Dr Mbaruku thinks that if communities, hospitals and health centres worked together they would definitely reduce maternal deaths. He advises communities around health centres to help provide housing facilities to health workers. Kigoma region is a success story because it has strived to bring essential health services closer to the people, Dr Mbaruku says, adding that since the majority of Tanzanians live in rural areas it is a big joke to think that they would be able to access health services at regional and district hospitals, which in most cases are located far from their villages.

"Since there are health centres in almost all strategic areas in the country, we should strive to improve them by providing more staff and equipment so they can provide quality health services to the people," he says. At 578 deaths per 100,000 live births, Tanzania is said to have one of the highest maternal death rates in sub-Saharan Africa and Dr Mbaruku thinks that it is because an assessment has not been carried out recently.

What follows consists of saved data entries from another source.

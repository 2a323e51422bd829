use anyhow::{Result, anyhow};
use async_trait::async_trait;
use chrono::Utc;
use sea_orm::{
    ActiveModelTrait, ColumnTrait, DatabaseConnection, EntityTrait, PaginatorTrait, QueryFilter,
    QueryOrder, Set,
};

use crate::entities::{prelude::*, uploads};
use crate::models::{NewUpload, UploadRecord};

/// Durable catalog of upload records
#[async_trait]
pub trait RecordStore: Send + Sync {
    async fn append(&self, upload: NewUpload) -> Result<UploadRecord>;
    /// All records in ascending id order
    async fn list(&self) -> Result<Vec<UploadRecord>>;
    /// Returns the removed record, or `None` when `id` is unknown
    async fn delete(&self, id: i32) -> Result<Option<UploadRecord>>;
    /// Number of records whose bytes live under `storage_key`
    async fn count_by_storage_key(&self, storage_key: &str) -> Result<u64>;
}

pub struct DbRecordStore {
    db: DatabaseConnection,
}

impl DbRecordStore {
    pub fn new(db: DatabaseConnection) -> Self {
        Self { db }
    }
}

impl TryFrom<uploads::Model> for UploadRecord {
    type Error = anyhow::Error;

    fn try_from(model: uploads::Model) -> Result<Self> {
        let category = model
            .category
            .parse()
            .map_err(|e| anyhow!("Upload {} is corrupt: {}", model.id, e))?;
        Ok(UploadRecord {
            id: model.id,
            batch: model.batch,
            subject: model.subject,
            experiment: model.experiment,
            category,
            filename: model.filename,
            url: model.url,
            storage_key: model.storage_key,
            size: model.size,
            content_type: model.content_type,
            created_at: model.created_at,
        })
    }
}

#[async_trait]
impl RecordStore for DbRecordStore {
    async fn append(&self, upload: NewUpload) -> Result<UploadRecord> {
        let model = uploads::ActiveModel {
            batch: Set(upload.batch),
            subject: Set(upload.subject),
            experiment: Set(upload.experiment),
            category: Set(upload.category.to_string()),
            filename: Set(upload.filename),
            url: Set(upload.url),
            storage_key: Set(upload.storage_key),
            size: Set(upload.size),
            content_type: Set(upload.content_type),
            created_at: Set(Utc::now()),
            ..Default::default()
        };

        let res = model.insert(&self.db).await?;
        res.try_into()
    }

    async fn list(&self) -> Result<Vec<UploadRecord>> {
        let models = Uploads::find()
            .order_by_asc(uploads::Column::Id)
            .all(&self.db)
            .await?;

        let mut records = Vec::with_capacity(models.len());
        for model in models {
            match UploadRecord::try_from(model) {
                Ok(record) => records.push(record),
                Err(e) => tracing::warn!("Skipping record: {}", e),
            }
        }
        Ok(records)
    }

    async fn delete(&self, id: i32) -> Result<Option<UploadRecord>> {
        let Some(model) = Uploads::find_by_id(id).one(&self.db).await? else {
            return Ok(None);
        };

        let res = Uploads::delete_by_id(id).exec(&self.db).await?;
        if res.rows_affected == 0 {
            // Lost a race with another delete
            return Ok(None);
        }

        UploadRecord::try_from(model).map(Some)
    }

    async fn count_by_storage_key(&self, storage_key: &str) -> Result<u64> {
        let count = Uploads::find()
            .filter(uploads::Column::StorageKey.eq(storage_key))
            .count(&self.db)
            .await?;
        Ok(count)
    }
}

#[cfg(test)]
mod tests {
    use super::*;
    use crate::models::Category;

    async fn store() -> DbRecordStore {
        let db = sea_orm::Database::connect("sqlite::memory:").await.unwrap();
        crate::infrastructure::database::run_migrations(&db)
            .await
            .unwrap();
        DbRecordStore::new(db)
    }

    fn new_upload(subject: &str, key: &str) -> NewUpload {
        NewUpload {
            batch: Some("B1".to_string()),
            subject: subject.to_string(),
            experiment: "Experiment 1".to_string(),
            category: Category::Code,
            filename: "main.py".to_string(),
            url: format!("http://localhost/files/{}", key),
            storage_key: key.to_string(),
            size: 12,
            content_type: None,
        }
    }

    #[tokio::test]
    async fn test_append_list_delete() {
        let store = store().await;
        assert!(store.list().await.unwrap().is_empty());

        let first = store.append(new_upload("Networks", "k1")).await.unwrap();
        let second = store.append(new_upload("Compilers", "k2")).await.unwrap();
        assert!(second.id > first.id);
        assert_eq!(first.category, Category::Code);

        let all = store.list().await.unwrap();
        assert_eq!(all.len(), 2);
        assert_eq!(all[0].id, first.id);

        assert_eq!(all[0].subject, "Networks");

        let removed = store.delete(first.id).await.unwrap().unwrap();
        assert_eq!(removed.id, first.id);
        assert!(store.delete(first.id).await.unwrap().is_none());
        let left = store.list().await.unwrap();
        assert_eq!(left.len(), 1);
        assert_eq!(left[0].id, second.id);
    }

    #[tokio::test]
    async fn test_count_by_storage_key() {
        let store = store().await;
        store.append(new_upload("A", "shared")).await.unwrap();
        store.append(new_upload("A", "shared")).await.unwrap();
        store.append(new_upload("A", "other")).await.unwrap();
        assert_eq!(store.count_by_storage_key("shared").await.unwrap(), 2);
        assert_eq!(store.count_by_storage_key("missing").await.unwrap(), 0);
    }
}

He thinks the maternal death rate has generally levelled off, if not actually declined, because the problem has of late been given by the government the attention it deserves. He cites a maternity ward at Mwananyamala district hospital which was built in 1983 when the population of Dar es Salaam region was less than two million people, to date, the building has remained the same.

This is despite the country having the best health and development policies in place but lacking in action and commitment, according to Dr Mbaruku. He strongly feels that maternal mortality should be fought on all fronts because good doctors need good equipment and health facilities for them to deliver on reducing maternal deaths. He says although people living in rural areas are generally perceived to be illiterate, they are certainly not so stupid as not to know where to access quality services.

"When a woman goes to a health centre and finds that there are no doctors and the services are bad, she will inform all her neighbours and eventually the entire village will know. Consequently, nobody will want to go to that health centre again and pregnant women, when they want to deliver, will opt to be serviced by traditional birth attendants (TBAs). Recently, activists have been pushing the government to increase the health budget to 15 per cent as stipulated in the Abuja Plan of Action, but Dr Mbaruku knows some countries which have actually met the 15 per cent pledge but have not managed to reduce maternal deaths.

That is why Dr Mbaruku is convinced that what is really required of policy makers before increasing the allocation is to come up with proper plans on how the money will be used. "You may allocate 15 per cent of the budget to health but realize that five per cent of the amount will be used to fund seminars," Dr Mbaruku says. He further calls on councils to change the computerized system which allocates money depending on the gravity of a particular disease.

Dr Mbaruku says that, according to the system, if a council has more malaria patients, more funds will be allocated to malaria control programmes. In most circumstances, he says, maternal and child health funds are combined, meaning that more money may go to children vaccination programmes rather than to maternal health.